One thing must be clear. In Bangladesh the secretary is not the secretary of state. The secretary is not an elected person and s/he is not the government. S/he is just a civil servant. Services of all civil servants are automatically placed under the government elected by the people. Civil servants are supposed to provide honest, sincere and efficient service equally to the government, no matter which party forms the government. Under statutory provisions government create certain specialised departments or authorities. The director-general or chairman or chief executive of the said body automatically get powers of the government to carryout day to day function. It is only policy matter or new project or other such important matters are referred to the government. It is the duty of the civil servants to analyse the matter and prepare the brief for the minister with reasons and justifications. The secretary will see it before presenting to the minister with his/ her recommendations. After the approval of the minister, it will come back to secretary for execution. This is how the civil servants and political government come to collective decision for the common benefit of the country. The minister’s decision is final. If the minister gives a decision contrary to what was put up in the file then s/he must have good reasons for it so that s/he can justify same to the prime minister, parliament or any future inquiry. There is no way for the secretary to act in contravention of minister’s decision.

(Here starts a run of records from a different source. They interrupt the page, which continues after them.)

use crate::constants::PLACEHOLDER_RGBA;
use ripple_core::{RenderError, RippleRenderer, RippleUniforms, SourceImage, RIPPLE_WGSL};
use web_sys as web;

mod helpers;

// ===================== WebGPU ripple pass =====================

pub struct GpuRenderer {
    surface: wgpu::Surface<'static>,
    device: wgpu::Device,
    queue: wgpu::Queue,
    config: wgpu::SurfaceConfiguration,

    pipeline: wgpu::RenderPipeline,
    bind_group_layout: wgpu::BindGroupLayout,
    sampler: wgpu::Sampler,
    uniform_buffer: wgpu::Buffer,

    source_tex: wgpu::Texture,
    source_size: (u32, u32),
    bind_group: wgpu::BindGroup,
}

impl GpuRenderer {
    pub async fn new(canvas: &web::HtmlCanvasElement) -> anyhow::Result<Self> {
        let width = canvas.width().max(1);
        let height = canvas.height().max(1);

        let instance = wgpu::Instance::default();
        let surface = instance.create_surface(wgpu::SurfaceTarget::Canvas(canvas.clone()))?;
        let adapter = instance
            .request_adapter(&wgpu::RequestAdapterOptions {
                power_preference: wgpu::PowerPreference::LowPower,
                compatible_surface: Some(&surface),
                force_fallback_adapter: false,
            })
            .await
            .ok_or_else(|| anyhow::anyhow!("No WebGPU adapter"))?;
        let (device, queue) = adapter
            .request_device(
                &wgpu::DeviceDescriptor {
                    required_features: wgpu::Features::empty(),
                    // Use default limits on web to avoid passing unknown fields to older WebGPU impls
                    required_limits: wgpu::Limits::default(),
                    memory_hints: wgpu::MemoryHints::Performance,
                    label: Some("ripple_device"),
                },
                None,
            )
            .await
            .map_err(|e| anyhow::anyhow!(format!("request_device error: {:?}", e)))?;
        let caps = surface.get_capabilities(&adapter);
        let format = caps
            .formats
            .iter()
            .copied()
            .find(|f| {
                matches!(
                    f,
                    wgpu::TextureFormat::Bgra8Unorm | wgpu::TextureFormat::Rgba8Unorm
                )
            })
            .or_else(|| caps.formats.first().copied())
            .ok_or_else(|| anyhow::anyhow!("surface reports no formats"))?;
        let config = wgpu::SurfaceConfiguration {
            usage: wgpu::TextureUsages::RENDER_ATTACHMENT,
            format,
            width,
            height,
            present_mode: wgpu::PresentMode::Fifo,
            alpha_mode: caps
                .alpha_modes
                .first()
                .copied()
                .unwrap_or(wgpu::CompositeAlphaMode::Auto),
            view_formats: vec![],
            desired_maximum_frame_latency: 2,
        };
        surface.configure(&device, &config);

        device.push_error_scope(wgpu::ErrorFilter::Validation);
        let shader = device.create_shader_module(wgpu::ShaderModuleDescriptor {
            label: Some("ripple_shader"),
            source: wgpu::ShaderSource::Wgsl(RIPPLE_WGSL.into()),
        });
        let bind_group_layout = helpers::create_bind_group_layout(&device);
        let pl = device.create_pipeline_layout(&wgpu::PipelineLayoutDescriptor {
            label: Some("ripple_pl"),
            bind_group_layouts: &[&bind_group_layout],
            push_constant_ranges: &[],
        });
        let pipeline = helpers::make_fullscreen_pipeline(&device, &pl, &shader, "fs_ripple", format);
        if let Some(e) = device.pop_error_scope().await {
            anyhow::bail!("ripple pipeline: {e}");
        }

        let sampler = device.create_sampler(&wgpu::SamplerDescriptor {
            label: Some("ripple_sampler"),
            address_mode_u: wgpu::AddressMode::ClampToEdge,
            address_mode_v: wgpu::AddressMode::ClampToEdge,
            address_mode_w: wgpu::AddressMode::ClampToEdge,
            mag_filter: wgpu::FilterMode::Linear,
            min_filter: wgpu::FilterMode::Linear,
            mipmap_filter: wgpu::FilterMode::Nearest,
            ..Default::default()
        });
        let uniform_buffer = device.create_buffer(&wgpu::BufferDescriptor {
            label: Some("ripple_uniforms"),
            size: std::mem::size_of::<RippleUniforms>() as u64,
            usage: wgpu::BufferUsages::UNIFORM | wgpu::BufferUsages::COPY_DST,
            mapped_at_creation: false,
        });

        // 1x1 placeholder until the first composite is uploaded
        let placeholder = SourceImage::solid(1, 1, PLACEHOLDER_RGBA);
        let (source_tex, source_view) = helpers::create_source_texture(&device, 1, 1);
        helpers::write_source_texture(&queue, &source_tex, 1, 1, &placeholder.rgba);
        let bind_group = helpers::create_bind_group(
            &device,
            &bind_group_layout,
            &source_view,
            &sampler,
            &uniform_buffer,
        );

        log::info!("WebGPU ripple renderer ready ({:?}, {}x{})", format, width, height);
        Ok(Self {
            surface,
            device,
            queue,
            config,
            pipeline,
            bind_group_layout,
            sampler,
            uniform_buffer,
            source_tex,
            source_size: (1, 1),
            bind_group,
        })
    }

    fn reconfigure(&mut self) {
        self.surface.configure(&self.device, &self.config);
    }
}

impl RippleRenderer for GpuRenderer {
    fn resize(&mut self, width: u32, height: u32) {
        if width == 0 || height == 0 {
            return;
        }
        if width != self.config.width || height != self.config.height {
            self.config.width = width;
            self.config.height = height;
            self.reconfigure();
        }
    }

    fn upload_source(&mut self, image: &SourceImage) -> Result<(), RenderError> {
        image.validate()?;
        if (image.width, image.height) != self.source_size {
            let (tex, view) = helpers::create_source_texture(&self.device, image.width, image.height);
            self.bind_group = helpers::create_bind_group(
                &self.device,
                &self.bind_group_layout,
                &view,
                &self.sampler,
                &self.uniform_buffer,
            );
            self.source_tex.destroy();
            self.source_tex = tex;
            self.source_size = (image.width, image.height);
        }
        helpers::write_source_texture(
            &self.queue,
            &self.source_tex,
            image.width,
            image.height,
            &image.rgba,
        );
        Ok(())
    }

    fn upload_points(&mut self, uniforms: &RippleUniforms) {
        self.queue
            .write_buffer(&self.uniform_buffer, 0, bytemuck::bytes_of(uniforms));
    }

    fn draw(&mut self) -> Result<(), RenderError> {
        let frame = match self.surface.get_current_texture() {
            Ok(f) => f,
            Err(e @ (wgpu::SurfaceError::Lost | wgpu::SurfaceError::Outdated)) => {
                self.reconfigure();
                return Err(RenderError::Surface(format!("{e}; surface reconfigured")));
            }
            Err(e) => return Err(RenderError::Surface(e.to_string())),
        };
        let view = frame
            .texture
            .create_view(&wgpu::TextureViewDescriptor::default());
        let mut encoder = self
            .device
            .create_command_encoder(&wgpu::CommandEncoderDescriptor {
                label: Some("ripple_encoder"),
            });
        {
            let mut rpass = encoder.begin_render_pass(&wgpu::RenderPassDescriptor {
                label: Some("ripple_pass"),
                color_attachments: &[Some(wgpu::RenderPassColorAttachment {
                    view: &view,
                    resolve_target: None,
                    ops: wgpu::Operations {
                        load: wgpu::LoadOp::Clear(wgpu::Color::BLACK),
                        store: wgpu::StoreOp::Store,
                    },
                })],
                depth_stencil_attachment: None,
                timestamp_writes: None,
                occlusion_query_set: None,
            });
            rpass.set_pipeline(&self.pipeline);
            rpass.set_bind_group(0, &self.bind_group, &[]);
            rpass.draw(0..3, 0..1);
        }
        self.queue.submit(Some(encoder.finish()));
        frame.present();
        Ok(())
    }
}

impl Drop for GpuRenderer {
    fn drop(&mut self) {
        self.source_tex.destroy();
        self.uniform_buffer.destroy();
    }
}
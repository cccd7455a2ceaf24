//! Source image composition: background gradients and hero text drawn into a
//! 2D surface, read back as the texture the ripple pass distorts.

pub mod background;
pub mod text;
pub mod theme;

pub use background::{palette, ColorStop, Palette, RadialEllipse, Rgba};
pub use text::{
    draw_spaced_text, group_line_boxes, parse_px, FontDescriptor, GlyphRect, LineBox,
    StaticTextLayout, TextBounds, TextLayoutSource, TextRole, TextSnapshot,
};
pub use theme::{ThemeColors, ThemeMode};

use crate::renderer::{RenderError, SourceImage};
use crate::sizing::SizingState;
use serde::{Deserialize, Serialize};
use thiserror::Error;

#[derive(Debug, Error)]
pub enum ComposeError {
    #[error("2d drawing context unavailable")]
    ContextUnavailable,
    #[error("surface error: {0}")]
    Surface(String),
    #[error(transparent)]
    Image(#[from] RenderError),
}

#[derive(Clone, Debug, PartialEq)]
pub enum Fill {
    Solid(String),
    /// Left-to-right gradient across one line box.
    Horizontal {
        x0: f32,
        x1: f32,
        y: f32,
        from: String,
        to: String,
    },
}

/// 2D drawing backend, logical-pixel coordinates with a top-left origin and
/// text drawn from its top edge.
pub trait DrawSurface {
    /// Resize the backing store to the device-pixel buffer, apply the dpr
    /// transform and clear.
    fn begin(&mut self, sizing: &SizingState) -> Result<(), ComposeError>;
    fn fill_vertical_gradient(&mut self, width: f32, height: f32, stops: &[ColorStop]);
    fn fill_radial_ellipse(&mut self, ellipse: &RadialEllipse);
    fn set_font(&mut self, css_font: &str);
    fn set_fill(&mut self, fill: &Fill);
    fn measure_text(&mut self, text: &str) -> f32;
    fn fill_text(&mut self, text: &str, x: f32, y: f32);
    /// Read the composite back.
    fn finish(&mut self) -> Result<SourceImage, ComposeError>;
}

/// Fallback strings drawn when the live text nodes cannot be measured.
#[derive(Clone, Debug, PartialEq, Serialize, Deserialize)]
#[serde(default, rename_all = "camelCase")]
pub struct HeroLabels {
    pub title_prefix: String,
    pub title_highlight: String,
    pub subtitle: String,
}

impl Default for HeroLabels {
    fn default() -> Self {
        Self {
            title_prefix: "Hi, I'm ".into(),
            title_highlight: "Yu Xuan".into(),
            subtitle: String::new(),
        }
    }
}

pub fn draw_background<S: DrawSurface + ?Sized>(surface: &mut S, mode: ThemeMode, w: f32, h: f32) {
    let p = palette(mode);
    surface.fill_vertical_gradient(w, h, p.base);
    for glow in &p.glows {
        surface.fill_radial_ellipse(&glow.resolve(w, h));
    }
}

fn draw_run<S: DrawSurface + ?Sized>(
    surface: &mut S,
    snapshot: &TextSnapshot,
    fallback: &str,
    spacing: f32,
    mut fill_for: impl FnMut(f32, f32, f32) -> Fill,
) {
    if snapshot.lines.is_empty() {
        let b = snapshot.bounds;
        let (x, y) = (b.left as f32, b.top as f32);
        surface.set_fill(&fill_for(x, y, (b.width as f32).max(1.0)));
        draw_spaced_text(surface, fallback, x, y, spacing);
        return;
    }
    for line in &snapshot.lines {
        let (x, y) = (line.left as f32, line.top as f32);
        surface.set_fill(&fill_for(x, y, (line.width() as f32).max(1.0)));
        draw_spaced_text(surface, &line.text, x, y, spacing);
    }
}

/// Draw the complete source image: background, kicker (prefix + gradient
/// highlight) and subtitle.
pub fn compose_source<S, T>(
    surface: &mut S,
    sizing: &SizingState,
    theme: &ThemeColors,
    labels: &HeroLabels,
    layout: &T,
) -> Result<SourceImage, ComposeError>
where
    S: DrawSurface + ?Sized,
    T: TextLayoutSource + ?Sized,
{
    surface.begin(sizing)?;
    let (w, h) = (sizing.width as f32, sizing.height as f32);
    draw_background(surface, theme.mode, w, h);

    if let Some(prefix) = layout.snapshot(TextRole::KickerPrefix) {
        let spacing = prefix.letter_spacing.unwrap_or(0.0);
        let color = theme.primary_text(prefix.color.as_deref());
        surface.set_font(&prefix.font.to_css());
        draw_run(surface, &prefix, &labels.title_prefix, spacing, |_, _, _| {
            Fill::Solid(color.clone())
        });

        if let Some(highlight) = layout.snapshot(TextRole::KickerHighlight) {
            let spacing = highlight.letter_spacing.unwrap_or(spacing);
            surface.set_font(&highlight.font.to_css());
            draw_run(surface, &highlight, &labels.title_highlight, spacing, |x, y, width| {
                Fill::Horizontal {
                    x0: x,
                    x1: x + width,
                    y,
                    from: theme.accent().to_string(),
                    to: theme.accent_alt().to_string(),
                }
            });
        }
    }

    if let Some(subtitle) = layout.snapshot(TextRole::Subtitle) {
        let color = theme.secondary_text(subtitle.color.as_deref());
        let font = FontDescriptor {
            style: None,
            ..subtitle.font.clone()
        };
        surface.set_font(&font.to_css());
        draw_run(surface, &subtitle, &labels.subtitle, 0.0, |_, _, _| {
            Fill::Solid(color.clone())
        });
    }

    let image = surface.finish()?;
    log::debug!("composed source {}x{}", image.width, image.height);
    Ok(image)
}
use serde::{Deserialize, Serialize};

pub const DEFAULT_ACCENT: &str = "#3BC5C2";
pub const DEFAULT_ACCENT_ALT: &str = "#2E63B7";
pub const DEFAULT_TEXT_PRIMARY: &str = "#EFF4FF";
pub const DEFAULT_TEXT_SECONDARY: &str = "rgba(215, 226, 241, 0.82)";

#[derive(Clone, Copy, Debug, Default, PartialEq, Eq, Serialize, Deserialize)]
#[serde(rename_all = "lowercase")]
pub enum ThemeMode {
    Light,
    #[default]
    Dark,
}

#[derive(Clone, Debug, Default, PartialEq, Serialize, Deserialize)]
#[serde(default)]
pub struct TextColors {
    pub primary: Option<String>,
    pub secondary: Option<String>,
}

/// The slice of the site theme the compositor reads. Accepts the full theme
/// object; unknown keys are ignored.
#[derive(Clone, Debug, Default, PartialEq, Serialize, Deserialize)]
#[serde(default, rename_all = "camelCase")]
pub struct ThemeColors {
    pub mode: ThemeMode,
    pub accent: Option<String>,
    pub accent_alt: Option<String>,
    pub text: TextColors,
}

fn pick(theme: Option<&str>, computed: Option<&str>, fallback: &str) -> String {
    theme
        .filter(|s| !s.is_empty())
        .or(computed.filter(|s| !s.is_empty()))
        .unwrap_or(fallback)
        .to_string()
}

impl ThemeColors {
    pub fn accent(&self) -> &str {
        self.accent.as_deref().unwrap_or(DEFAULT_ACCENT)
    }

    pub fn accent_alt(&self) -> &str {
        self.accent_alt.as_deref().unwrap_or(DEFAULT_ACCENT_ALT)
    }

    /// Kicker color: theme primary text, else the element's computed color.
    pub fn primary_text(&self, computed: Option<&str>) -> String {
        pick(self.text.primary.as_deref(), computed, DEFAULT_TEXT_PRIMARY)
    }

    pub fn secondary_text(&self, computed: Option<&str>) -> String {
        pick(self.text.secondary.as_deref(), computed, DEFAULT_TEXT_SECONDARY)
    }
}

#[cfg(test)]
mod tests {
    use super::*;

    #[test]
    fn parses_site_theme_object() {
        let json = r##"{
            "mode": "light",
            "background": "#DDE4E4",
            "text": { "primary": "#001B1A", "secondary": "rgba(0, 27, 26, 0.72)" },
            "accent": "#3CC5C2",
            "accentAlt": "#7BAAD6"
        }"##;
        let t: ThemeColors = serde_json::from_str(json).unwrap();
        assert_eq!(t.mode, ThemeMode::Light);
        assert_eq!(t.accent_alt(), "#7BAAD6");
        assert_eq!(t.primary_text(Some("red")), "#001B1A");
    }

    #[test]
    fn falls_back_to_computed_then_default() {
        let t = ThemeColors::default();
        assert_eq!(t.primary_text(Some("rgb(1, 2, 3)")), "rgb(1, 2, 3)");
        assert_eq!(t.secondary_text(None), DEFAULT_TEXT_SECONDARY);
        assert_eq!(t.accent(), DEFAULT_ACCENT);
    }
}
use crate::config::RippleConfig;
use crate::device::DeviceClass;

/// Logical canvas size (CSS pixels) plus the clamped device pixel ratio.
#[derive(Clone, Copy, Debug, PartialEq)]
pub struct SizingState {
    pub width: f32,
    pub height: f32,
    pub dpr: f32,
}

impl Default for SizingState {
    fn default() -> Self {
        Self {
            width: 0.0,
            height: 0.0,
            dpr: 1.0,
        }
    }
}

impl SizingState {
    /// Build from a measured bounding rect. Logical size is rounded to whole
    /// pixels (at least 1) and the ratio is clamped to `[1, dpr_max]`.
    pub fn from_rect(rect_width: f64, rect_height: f64, device_dpr: f64, cfg: &RippleConfig) -> Self {
        let dpr = if device_dpr.is_finite() {
            (device_dpr as f32).clamp(1.0, cfg.dpr_max)
        } else {
            1.0
        };
        Self {
            width: (rect_width.round() as f32).max(1.0),
            height: (rect_height.round() as f32).max(1.0),
            dpr,
        }
    }

    #[inline]
    pub fn is_empty(&self) -> bool {
        self.width <= 0.0 || self.height <= 0.0
    }

    /// Backing buffer size in device pixels: `round(logical * dpr)`.
    #[inline]
    pub fn buffer_size(&self) -> (u32, u32) {
        let w = (self.width * self.dpr).round().max(1.0) as u32;
        let h = (self.height * self.dpr).round().max(1.0) as u32;
        (w, h)
    }

    #[inline]
    pub fn aspect(&self, min_aspect: f32) -> f32 {
        (self.width / self.height.max(1.0)).max(min_aspect)
    }

    #[inline]
    pub fn device_class(&self, cfg: &RippleConfig) -> DeviceClass {
        cfg.device_class(self.width)
    }
}

#[cfg(test)]
mod tests {
    use super::*;

    #[test]
    fn dpr_is_clamped_to_config_max() {
        let cfg = RippleConfig::default();
        let s = SizingState::from_rect(800.0, 400.0, 3.0, &cfg);
        assert!((s.dpr - cfg.dpr_max).abs() < 1e-6);
        assert_eq!(s.buffer_size(), (960, 480));
    }

    #[test]
    fn sub_unit_ratio_is_raised_to_one() {
        let cfg = RippleConfig::default();
        let s = SizingState::from_rect(333.4, 200.6, 0.5, &cfg);
        assert_eq!(s.dpr, 1.0);
        assert_eq!((s.width, s.height), (333.0, 201.0));
        assert_eq!(s.buffer_size(), (333, 201));
    }

    #[test]
    fn aspect_has_a_floor() {
        let s = SizingState {
            width: 300.0,
            height: 900.0,
            dpr: 1.0,
        };
        assert!((s.aspect(0.55) - 0.55).abs() < 1e-6);
    }
}
//! CPU implementation of [`RippleRenderer`].
//!
//! Evaluates the shader reference per pixel into an RGBA8 buffer. Used for
//! non-browser targets and to check the distortion end to end in tests.

use crate::renderer::{RenderError, RippleRenderer, SourceImage};
use crate::shade::shade_pixel;
use crate::uniforms::RippleUniforms;
use glam::{Vec2, Vec3};

pub struct SoftwareRenderer {
    width: u32,
    height: u32,
    source: SourceImage,
    uniforms: RippleUniforms,
    output: Vec<u8>,
    draws: u64,
}

impl SoftwareRenderer {
    pub fn new(width: u32, height: u32) -> Self {
        let (width, height) = (width.max(1), height.max(1));
        Self {
            width,
            height,
            source: SourceImage::solid(1, 1, [0, 0, 0, 255]),
            uniforms: RippleUniforms::default(),
            output: vec![0; width as usize * height as usize * 4],
            draws: 0,
        }
    }

    #[inline]
    pub fn size(&self) -> (u32, u32) {
        (self.width, self.height)
    }

    /// Last drawn frame, rows top to bottom.
    #[inline]
    pub fn output(&self) -> &[u8] {
        &self.output
    }

    #[inline]
    pub fn uniforms(&self) -> &RippleUniforms {
        &self.uniforms
    }

    #[inline]
    pub fn source(&self) -> &SourceImage {
        &self.source
    }

    #[inline]
    pub fn draw_count(&self) -> u64 {
        self.draws
    }

    pub fn output_pixel(&self, x: u32, y: u32) -> [u8; 4] {
        let i = (y as usize * self.width as usize + x as usize) * 4;
        [
            self.output[i],
            self.output[i + 1],
            self.output[i + 2],
            self.output[i + 3],
        ]
    }
}

/// Bilinear, edge-clamped sample at a bottom-left-origin coordinate.
fn sample_bilinear(img: &SourceImage, uv: Vec2) -> Vec3 {
    let fx = uv.x * img.width as f32 - 0.5;
    let fy = (1.0 - uv.y) * img.height as f32 - 0.5;
    let x0 = fx.floor();
    let y0 = fy.floor();
    let tx = fx - x0;
    let ty = fy - y0;
    let max_x = img.width as i64 - 1;
    let max_y = img.height as i64 - 1;
    let texel = |x: f32, y: f32| -> Vec3 {
        let xi = (x as i64).clamp(0, max_x) as u32;
        let yi = (y as i64).clamp(0, max_y) as u32;
        let [r, g, b, _] = img.pixel(xi, yi);
        Vec3::new(r as f32, g as f32, b as f32) / 255.0
    };
    let top = texel(x0, y0).lerp(texel(x0 + 1.0, y0), tx);
    let bottom = texel(x0, y0 + 1.0).lerp(texel(x0 + 1.0, y0 + 1.0), tx);
    top.lerp(bottom, ty)
}

impl RippleRenderer for SoftwareRenderer {
    fn resize(&mut self, width: u32, height: u32) {
        self.width = width.max(1);
        self.height = height.max(1);
        self.output = vec![0; self.width as usize * self.height as usize * 4];
    }

    fn upload_source(&mut self, image: &SourceImage) -> Result<(), RenderError> {
        image.validate()?;
        self.source = image.clone();
        Ok(())
    }

    fn upload_points(&mut self, uniforms: &RippleUniforms) {
        self.uniforms = *uniforms;
    }

    fn draw(&mut self) -> Result<(), RenderError> {
        let (w, h) = (self.width, self.height);
        for py in 0..h {
            for px in 0..w {
                let uv = Vec2::new(
                    (px as f32 + 0.5) / w as f32,
                    1.0 - (py as f32 + 0.5) / h as f32,
                );
                let c = shade_pixel(uv, &self.uniforms, |t| sample_bilinear(&self.source, t));
                let i = (py as usize * w as usize + px as usize) * 4;
                self.output[i] = (c.x.clamp(0.0, 1.0) * 255.0).round() as u8;
                self.output[i + 1] = (c.y.clamp(0.0, 1.0) * 255.0).round() as u8;
                self.output[i + 2] = (c.z.clamp(0.0, 1.0) * 255.0).round() as u8;
                self.output[i + 3] = 255;
            }
        }
        self.draws += 1;
        Ok(())
    }
}

#[cfg(test)]
mod tests {
    use super::*;

    #[test]
    fn rejects_mismatched_image() {
        let mut r = SoftwareRenderer::new(4, 4);
        let bad = SourceImage {
            width: 2,
            height: 2,
            rgba: vec![0; 3],
        };
        assert!(matches!(
            r.upload_source(&bad),
            Err(RenderError::ImageSize { expected: 16, .. })
        ));
    }

    #[test]
    fn undistorted_draw_reproduces_source() {
        let mut r = SoftwareRenderer::new(8, 8);
        let mut rgba = Vec::new();
        for y in 0..8u8 {
            for x in 0..8u8 {
                rgba.extend_from_slice(&[x * 30, y * 30, 90, 255]);
            }
        }
        r.upload_source(&SourceImage::new(8, 8, rgba).unwrap()).unwrap();
        r.draw().unwrap();
        // Pixel centers land exactly on texel centers.
        for y in 0..8 {
            for x in 0..8 {
                assert_eq!(r.output_pixel(x, y), [x as u8 * 30, y as u8 * 30, 90, 255]);
            }
        }
    }
}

Bengali daily paper “Jugantor” of 24-October-2019 reports that former energy secretary Nazim Chowdhury is being investigated for corruption. This is good news. ACC is finally showing its muscle power. We appreciate and support all such actions to get rid of corruption. However, we do not think it was appropriate for ACC to give all the details at this stage. They should arrest him and produce all the evidence and witness to the court. Let the court find him guilty and then people get to know what he did wrong. ACC even tried to dramatize the report by saying that he (Mr Chowdhury) would not sign a file unless he received the call from his wife. This was too much before even the first court hearing.
ACC has created lot of problems for itself by writing too much about it. I am sure the readers will agree with me that a civil servant cannot decide on important matters like international tender for exploration of oil and gas. It must have been approved by the minister – may be even by the prime minister or a cabinet team. What about those who made the all-important decisions? They are not answerable. Certainly it cannot be so. I do not know if the ACC wanted to say that Mr. Chowdhury decided on his own to do all that keeping the government in dark. That is not possible.
We expect an honest minister to come forward and say “it all happened under my approval. I should be questioned first before questioning those who acted under my command and guidance”. I hope the ACC will kindly read the first three paragraphs of this article and explain the concept of democratic governance and the relationship between government and civil servants. We are seriously confused.
Finally I have another question. Why our High Court in Bangladesh send all show cause notices to the secretary instead of minister? To the context of Bangladesh minister is the government and not the secretary. In the United Kingdom such notices are served to the secretary of state. We are now an independent democratic country. Our legal system and procedures should reflect it accordingly.